What does FREUD say? He says that such images are merely the production of dreams from a mind inclined toward metaphysics—understood here as psychology—inclined to represent and magnify what discourse imposes upon us as necessary when it is a matter of distinguishing something that represents nothing more than a certain scansion of our intimate experience. But, FREUD tells us, this lets slip away the deepest structure, the most profound gravitation, which is rooted at the level of Vorstellungen. However, these Vorstellungen, he asserts, their gravitation, their modes of exchange, their economy, the way they modulate—these operate, he articulates, according to the same laws we can recognize, if you follow my teaching, as the most fundamental laws of the functioning of the chain of signifiers.

Am I managing to make myself understood? I believe it is difficult, I think, to be clearer or more emphatic on this essential point. Here, we are led to distinguish the effective articulation of a discourse and the gravitation of Vorstellungen in the form of Vorstellungsrepräsentanz from these unconscious articulations. We must consider:

  • That what we call Sachvorstellungen in certain circumstances operates in a polar opposition to wordplay, to Wortvorstellungen, but that at this level, it does not operate without Wortvorstellungen.
  • That the function of das Ding, the Thing, as a primordial function located at the initial level of establishing the gravitation of unconscious Vorstellungen, has a distinct role.

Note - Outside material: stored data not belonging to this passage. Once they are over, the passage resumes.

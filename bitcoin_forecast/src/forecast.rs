//! ARIMA-family forecasting on gap-free daily series.
//!
//! Both supported model families use fixed structural orders. Parameters are
//! estimated with the Hannan–Rissanen procedure: a long autoregression
//! supplies innovation estimates, then ordinary least squares regresses the
//! (differenced) series on its AR lags and the lagged innovations. Seasonal
//! AR/MA terms enter as additional subset lags at multiples of the period.
//!
//! Estimates are then constrained the way a likelihood fit with enforced
//! stationarity and invertibility would be: the AR polynomial must have all
//! roots outside the unit circle, and so must the MA polynomial. A violating
//! polynomial is shrunk towards zero until it qualifies, and the constant is
//! re-estimated around the adjusted terms.

use chrono::Duration;
use tracing::{debug, info, warn};

use crate::helpers;
use crate::{
    ForecastError, ForecastHorizon, ForecastPoint, ForecastResult, ModelChoice, PriceSeries,
};

/// Per-lag shrink applied while pulling lag polynomials inside the admissible
/// region: a coefficient at lag `k` is scaled by `SHRINK_FACTOR^k`.
const SHRINK_FACTOR: f64 = 0.98;
const MAX_SHRINK_STEPS: usize = 400;

/// Non-seasonal (p, d, q) order.
#[derive(Clone, Copy, Debug, PartialEq, Eq)]
pub struct ArimaOrder {
    pub p: usize,
    pub d: usize,
    pub q: usize,
}

/// Seasonal (P, D, Q, s) order.
#[derive(Clone, Copy, Debug, PartialEq, Eq)]
pub struct SeasonalOrder {
    pub p: usize,
    pub d: usize,
    pub q: usize,
    pub period: usize,
}

pub const ARIMA_ORDER: ArimaOrder = ArimaOrder { p: 5, d: 0, q: 1 };
pub const SARIMA_SEASONAL_ORDER: SeasonalOrder = SeasonalOrder {
    p: 1,
    d: 1,
    q: 1,
    period: 7,
};

/// Anything that turns a daily series into a dated forecast.
pub trait Forecaster {
    fn model(&self) -> ModelChoice;

    fn forecast(
        &self,
        series: &PriceSeries,
        horizon: ForecastHorizon,
    ) -> Result<ForecastResult, ForecastError>;
}

#[derive(Clone, Debug, PartialEq)]
pub struct ArimaForecaster {
    model: ModelChoice,
    order: ArimaOrder,
    seasonal: Option<SeasonalOrder>,
    include_constant: bool,
}

impl ArimaForecaster {
    /// Fixed configuration for each model family.
    ///
    /// ARIMA carries a constant term; SARIMA is seasonally differenced and
    /// fitted without one.
    pub fn for_model(model: ModelChoice) -> Self {
        match model {
            ModelChoice::Arima => Self {
                model,
                order: ARIMA_ORDER,
                seasonal: None,
                include_constant: true,
            },
            ModelChoice::Sarima => Self {
                model,
                order: ARIMA_ORDER,
                seasonal: Some(SARIMA_SEASONAL_ORDER),
                include_constant: false,
            },
        }
    }

    pub fn order(&self) -> ArimaOrder {
        self.order
    }

    pub fn seasonal_order(&self) -> Option<SeasonalOrder> {
        self.seasonal
    }

    /// Estimate the model on `values`, shrinking the lag structure when the
    /// series is too short to identify the configured orders.
    pub fn fit(&self, values: &[f64]) -> Result<FittedModel, ForecastError> {
        if values.is_empty() {
            return Err(ForecastError::InsufficientData);
        }

        let differencing = self.differencing_lags();
        let required = differencing.iter().sum::<usize>();
        if values.len() <= required {
            warn!(
                model = %self.model,
                observations = values.len(),
                "series too short for seasonal differencing, falling back to ARIMA"
            );
            return ArimaForecaster::for_model(ModelChoice::Arima).fit(values);
        }

        let mut levels = vec![values.to_vec()];
        for &lag in &differencing {
            let next = helpers::difference(&levels[levels.len() - 1], lag);
            levels.push(next);
        }
        let stationary = levels.pop().ok_or(ForecastError::InsufficientData)?;

        let ladder = self.candidate_terms();
        for (rank, (ar_lags, ma_lags)) in ladder.iter().enumerate() {
            match fit_arma(&stationary, ar_lags, ma_lags, self.include_constant) {
                Ok(arma) => {
                    if rank > 0 {
                        warn!(
                            model = %self.model,
                            observations = values.len(),
                            ?ar_lags,
                            ?ma_lags,
                            "reduced model orders to fit a short series"
                        );
                    }
                    return Ok(FittedModel {
                        differencing,
                        levels,
                        stationary,
                        arma,
                    });
                }
                Err(ForecastError::InsufficientData) => {
                    debug!(?ar_lags, ?ma_lags, "lag structure not identifiable");
                }
                Err(err) => return Err(err),
            }
        }

        Err(ForecastError::InsufficientData)
    }

    fn differencing_lags(&self) -> Vec<usize> {
        let mut lags = Vec::new();
        if let Some(seasonal) = self.seasonal {
            lags.extend(std::iter::repeat(seasonal.period).take(seasonal.d));
        }
        lags.extend(std::iter::repeat(1).take(self.order.d));
        lags
    }

    /// Lag sets from the configured orders down to a mean model: drop the
    /// seasonal MA term, the MA terms, the seasonal AR term, then decrement p.
    fn candidate_terms(&self) -> Vec<(Vec<usize>, Vec<usize>)> {
        let (period, mut sp, mut sq) = match self.seasonal {
            Some(seasonal) => (seasonal.period, seasonal.p, seasonal.q),
            None => (0, 0, 0),
        };
        let mut p = self.order.p;
        let mut q = self.order.q;

        let lag_set = |plain: usize, seasonal: usize| {
            let mut lags: Vec<usize> = (1..=plain)
                .chain((1..=seasonal).map(|k| k * period))
                .collect();
            lags.sort_unstable();
            lags.dedup();
            lags
        };

        let mut ladder = vec![(lag_set(p, sp), lag_set(q, sq))];
        let mut push = |p: usize, q: usize, sp: usize, sq: usize| {
            let candidate = (lag_set(p, sp), lag_set(q, sq));
            if ladder.last() != Some(&candidate) {
                ladder.push(candidate);
            }
        };

        sq = 0;
        push(p, q, sp, sq);
        q = 0;
        push(p, q, sp, sq);
        sp = 0;
        push(p, q, sp, sq);
        while p > 0 {
            p -= 1;
            push(p, q, sp, sq);
        }

        ladder
    }
}

impl Forecaster for ArimaForecaster {
    fn model(&self) -> ModelChoice {
        self.model
    }

    fn forecast(
        &self,
        series: &PriceSeries,
        horizon: ForecastHorizon,
    ) -> Result<ForecastResult, ForecastError> {
        let fitted = self.fit(&series.prices())?;
        info!(
            model = %self.model,
            observations = series.len(),
            ar_lags = ?fitted.ar_lags(),
            ma_lags = ?fitted.ma_lags(),
            residual_std = fitted.residual_std(),
            "fitted forecasting model"
        );

        let steps = horizon.days() as usize;
        let values = fitted.predict(steps);
        if values.len() != steps || values.iter().any(|value| !value.is_finite()) {
            return Err(ForecastError::ModelFit(format!(
                "{} produced a non-finite forecast",
                self.model
            )));
        }

        let last = series.last_date();
        let points = values
            .into_iter()
            .enumerate()
            .map(|(idx, price)| ForecastPoint {
                date: last + Duration::days(idx as i64 + 1),
                price,
            })
            .collect();

        Ok(ForecastResult {
            model: self.model,
            points,
        })
    }
}

/// Estimated model, ready to extrapolate.
#[derive(Clone, Debug)]
pub struct FittedModel {
    differencing: Vec<usize>,
    levels: Vec<Vec<f64>>,
    stationary: Vec<f64>,
    arma: ArmaFit,
}

impl FittedModel {
    pub fn ar_lags(&self) -> Vec<usize> {
        self.arma.ar.iter().map(|(lag, _)| *lag).collect()
    }

    pub fn ma_lags(&self) -> Vec<usize> {
        self.arma.ma.iter().map(|(lag, _)| *lag).collect()
    }

    pub fn residual_std(&self) -> f64 {
        helpers::std_dev_or_zero(&self.arma.residuals[self.arma.start..])
    }

    /// Forecast `steps` values on the original scale. Future innovations are
    /// taken as zero.
    pub fn predict(&self, steps: usize) -> Vec<f64> {
        let mut series = self.stationary.clone();
        let mut residuals = self.arma.residuals.clone();
        for _ in 0..steps {
            let t = series.len();
            let next = self.arma.one_step(t, &series, &residuals);
            series.push(next);
            residuals.push(0.0);
        }

        let mut forecast = series.split_off(self.stationary.len());
        for (level, lag) in self.levels.iter().zip(&self.differencing).rev() {
            forecast = helpers::integrate(level, &forecast, *lag);
        }
        forecast
    }
}

#[derive(Clone, Debug)]
struct ArmaFit {
    constant: f64,
    ar: Vec<(usize, f64)>,
    ma: Vec<(usize, f64)>,
    residuals: Vec<f64>,
    start: usize,
}

impl ArmaFit {
    fn one_step(&self, t: usize, series: &[f64], residuals: &[f64]) -> f64 {
        let ar: f64 = self.ar.iter().map(|(lag, coef)| coef * series[t - lag]).sum();
        let ma: f64 = self.ma.iter().map(|(lag, coef)| coef * residuals[t - lag]).sum();
        self.constant + ar + ma
    }
}

fn fit_arma(
    series: &[f64],
    ar_lags: &[usize],
    ma_lags: &[usize],
    include_constant: bool,
) -> Result<ArmaFit, ForecastError> {
    let n = series.len();
    if n == 0 {
        return Err(ForecastError::InsufficientData);
    }

    if ar_lags.is_empty() && ma_lags.is_empty() {
        let constant = if include_constant {
            helpers::mean_or_zero(series)
        } else {
            0.0
        };
        return Ok(ArmaFit {
            constant,
            ar: Vec::new(),
            ma: Vec::new(),
            residuals: series.iter().map(|value| value - constant).collect(),
            start: 0,
        });
    }

    let max_ar = ar_lags.iter().copied().max().unwrap_or(0);
    let max_ma = ma_lags.iter().copied().max().unwrap_or(0);

    let (innovations, start) = if ma_lags.is_empty() {
        (vec![0.0; n], max_ar)
    } else {
        let long_order = max_ar + max_ma;
        if long_order >= n {
            return Err(ForecastError::InsufficientData);
        }
        let long_lags: Vec<usize> = (1..=long_order).collect();
        let long_rows: Vec<Vec<f64>> = (long_order..n)
            .map(|t| design_row(t, series, &long_lags, &[], &[], include_constant))
            .collect();
        let coefficients = helpers::least_squares(&long_rows, &series[long_order..])?;

        let mut innovations = vec![0.0; n];
        for (offset, row) in long_rows.iter().enumerate() {
            let fitted: f64 = row.iter().zip(&coefficients).map(|(x, c)| x * c).sum();
            innovations[long_order + offset] = series[long_order + offset] - fitted;
        }
        (innovations, max_ar.max(long_order + max_ma))
    };

    if start >= n {
        return Err(ForecastError::InsufficientData);
    }

    let rows: Vec<Vec<f64>> = (start..n)
        .map(|t| design_row(t, series, ar_lags, &innovations, ma_lags, include_constant))
        .collect();
    let coefficients = helpers::least_squares(&rows, &series[start..])?;

    let mut coefficients = coefficients.into_iter();
    let mut constant = if include_constant {
        coefficients.next().unwrap_or(0.0)
    } else {
        0.0
    };
    let mut ar: Vec<(usize, f64)> = ar_lags.iter().copied().zip(coefficients.by_ref()).collect();
    let mut ma: Vec<(usize, f64)> = ma_lags.iter().copied().zip(coefficients).collect();

    let ar_adjusted = constrain_terms(&mut ar, 1.0);
    let ma_adjusted = constrain_terms(&mut ma, -1.0);
    if ar_adjusted || ma_adjusted {
        debug!(ar_adjusted, ma_adjusted, "constrained lag polynomials");
        if include_constant {
            let offsets: Vec<f64> = (start..n)
                .map(|t| {
                    let ar_part: f64 = ar.iter().map(|(lag, coef)| coef * series[t - lag]).sum();
                    let ma_part: f64 =
                        ma.iter().map(|(lag, coef)| coef * innovations[t - lag]).sum();
                    series[t] - ar_part - ma_part
                })
                .collect();
            constant = helpers::mean_or_zero(&offsets);
        }
    }

    let mut fit = ArmaFit {
        constant,
        ar,
        ma,
        residuals: innovations,
        start,
    };
    for t in start..n {
        let fitted = fit.one_step(t, series, &fit.residuals);
        fit.residuals[t] = series[t] - fitted;
    }

    Ok(fit)
}

/// Scale lag terms towards zero until `1 - sum(sign * coef * z^lag)` has all
/// roots outside the unit circle. `sign` is `1.0` for AR terms and `-1.0` for
/// MA terms. Returns whether any coefficient changed.
fn constrain_terms(terms: &mut [(usize, f64)], sign: f64) -> bool {
    let mut adjusted = false;
    for _ in 0..MAX_SHRINK_STEPS {
        if roots_outside_unit_circle(dense_lag_polynomial(terms, sign)) {
            return adjusted;
        }
        for (lag, coef) in terms.iter_mut() {
            *coef *= SHRINK_FACTOR.powi(*lag as i32);
        }
        adjusted = true;
    }

    warn!(?terms, "lag polynomial could not be constrained, dropping its terms");
    for (_, coef) in terms.iter_mut() {
        *coef = 0.0;
    }
    true
}

/// `[a_1, .., a_m]` of `1 - sum(a_k z^k)`, with zeros at lags not in `terms`.
fn dense_lag_polynomial(terms: &[(usize, f64)], sign: f64) -> Vec<f64> {
    let width = terms.iter().map(|(lag, _)| *lag).max().unwrap_or(0);
    let mut dense = vec![0.0; width];
    for (lag, coef) in terms {
        dense[lag - 1] = sign * coef;
    }
    dense
}

/// Schur–Cohn test by Levinson step-down: the roots of `1 - sum(a_k z^k)` lie
/// outside the unit circle iff every partial autocorrelation is inside (-1, 1).
fn roots_outside_unit_circle(mut coefficients: Vec<f64>) -> bool {
    while let Some(&last) = coefficients.last() {
        if !last.is_finite() || last.abs() >= 1.0 {
            return false;
        }
        let m = coefficients.len();
        let denominator = 1.0 - last * last;
        coefficients = (0..m - 1)
            .map(|j| (coefficients[j] + last * coefficients[m - 2 - j]) / denominator)
            .collect();
    }
    true
}

fn design_row(
    t: usize,
    series: &[f64],
    ar_lags: &[usize],
    innovations: &[f64],
    ma_lags: &[usize],
    include_constant: bool,
) -> Vec<f64> {
    let mut row = Vec::with_capacity(ar_lags.len() + ma_lags.len() + 1);
    if include_constant {
        row.push(1.0);
    }
    row.extend(ar_lags.iter().map(|lag| series[t - lag]));
    row.extend(ma_lags.iter().map(|lag| innovations[t - lag]));
    row
}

Last time, I ran out of time to demonstrate to you the linguistic distinction between Ding and Sache in everyday language usage. It is quite clear that they are not used interchangeably in every case. And even in cases where both might be used, choosing one over the other gives a preferential emphasis to the discourse in German.

I would simply ask those familiar with German to refer to examples in the dictionary. You will see the contexts in which Ding is used versus those in which Sache is used: for instance, one might say Sache for matters of religion, but one would nonetheless assert that faith is not Jedermanding—not everyone’s thing. One might use Ding, as Meister Eckhart does, to speak of the soul—and God knows that in Meister ECKHART, the soul is a Großding, the greatest of Things. He would certainly not use the term Sache.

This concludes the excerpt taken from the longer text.